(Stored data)
::::

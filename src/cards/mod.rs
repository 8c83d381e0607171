//! Card system: event records, dealt cards, and the catalog.
//!
//! ## Key Types
//!
//! - `EventRecord`: Static event data (year, localized text, sources)
//! - `CardId`: Deck-unique identifier assigned from the catalog index
//! - `BoardCard`: A record dealt into a game
//! - `Catalog`: The read-only pool decks are built from

pub mod card;
pub mod catalog;
pub mod record;

pub use card::{BoardCard, CardId};
pub use catalog::Catalog;
pub use record::{parse_year, Bibliography, EventRecord, InvalidYear, LocalizedText, RawEventRecord};
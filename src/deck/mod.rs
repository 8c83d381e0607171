//! Deck construction, shuffling, and sequential draw.
//!
//! A deck is rebuilt from the catalog for every game. Cards are tagged with
//! their catalog index before shuffling, so ids are deterministic no matter
//! how the shuffle falls.

pub mod play_deck;

pub use play_deck::Deck;
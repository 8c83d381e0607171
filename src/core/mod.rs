//! Core engine types: RNG, configuration, errors.
//!
//! These have no knowledge of cards or game rules.

pub mod config;
pub mod error;
pub mod rng;

pub use config::{EngineConfig, DEFAULT_STORAGE_KEY, MIN_DEAL_SIZE};
pub use error::{CatalogError, EngineError, StorageError};
pub use rng::GameRng;
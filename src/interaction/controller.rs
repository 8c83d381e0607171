//! One gesture state machine for mouse drags, touch drags and taps.
//!
//! ```text
//!   Idle ──Start──▶ Dragging ──Move──▶ Dragging
//!    ▲                 │
//!    └──End / Cancel───┘   End over a target places exactly once
//! ```
//!
//! Drag visuals (proxy position, hovered slot) live here and never reach
//! the game. The only thing that crosses over is a placement position.

use tracing::{debug, trace};

use super::geometry::{DropTarget, HitTest, Point, Rect};

/// Device that produced a gesture.
#[derive(Clone, Copy, Debug, PartialEq, Eq, Hash)]
pub enum InputSource {
    /// Mouse or pen via drag-and-drop.
    Mouse,
    /// Touch screen.
    Touch,
}

/// Raw input, already translated from host events.
#[derive(Clone, Copy, Debug, PartialEq)]
pub enum GestureEvent {
    /// Pointer went down on the active card.
    Start {
        /// Device.
        source: InputSource,
        /// Pointer position.
        pointer: Point,
        /// Bounds of the active card at that moment.
        card_bounds: Rect,
    },
    /// Pointer moved.
    Move {
        /// Device.
        source: InputSource,
        /// Pointer position.
        pointer: Point,
    },
    /// Pointer released.
    End {
        /// Device.
        source: InputSource,
        /// Pointer position.
        pointer: Point,
    },
    /// The host aborted the gesture.
    Cancel,
    /// Click or tap on a drop target.
    Tap {
        /// The slot that was clicked.
        target: DropTarget,
        /// Set when the host saw this click follow a pointer release
        /// rather than a fresh press.
        synthesized: bool,
    },
}

impl GestureEvent {
    /// A deliberate click or tap on `target`.
    #[must_use]
    pub fn tap(target: DropTarget) -> Self {
        Self::Tap {
            target,
            synthesized: false,
        }
    }

    /// A click the host derived from a pointer release over `target`.
    #[must_use]
    pub fn release_click(target: DropTarget) -> Self {
        Self::Tap {
            target,
            synthesized: true,
        }
    }
}

/// Receives placement requests from the controller.
pub trait PlacementSink {
    /// Try to place the active card at `position`.
    fn attempt_placement(&mut self, position: usize);

    /// Whether a drag may begin. Defaults to always.
    fn accepts_placement(&self) -> bool {
        true
    }
}

/// A drag in progress.
#[derive(Clone, Copy, Debug, PartialEq)]
pub struct DragState {
    /// Device that owns the gesture.
    pub source: InputSource,
    /// Pointer offset from the card's top-left at grab time.
    pub grab_offset: Point,
    /// Latest pointer position.
    pub pointer: Point,
    /// Slot under the pointer.
    pub hovered: Option<DropTarget>,
}

/// Controller state.
#[derive(Clone, Copy, Debug, Default, PartialEq)]
pub enum GestureState {
    /// No gesture.
    #[default]
    Idle,
    /// Dragging the active card.
    Dragging(DragState),
}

::::

§ Exercise
All lines in the entries above that include "Dragging" should be found and copied.

§ Solution below
//!   Idle ──Start──▶ Dragging ──Move──▶ Dragging
    /// Dragging the active card.
    Dragging(DragState),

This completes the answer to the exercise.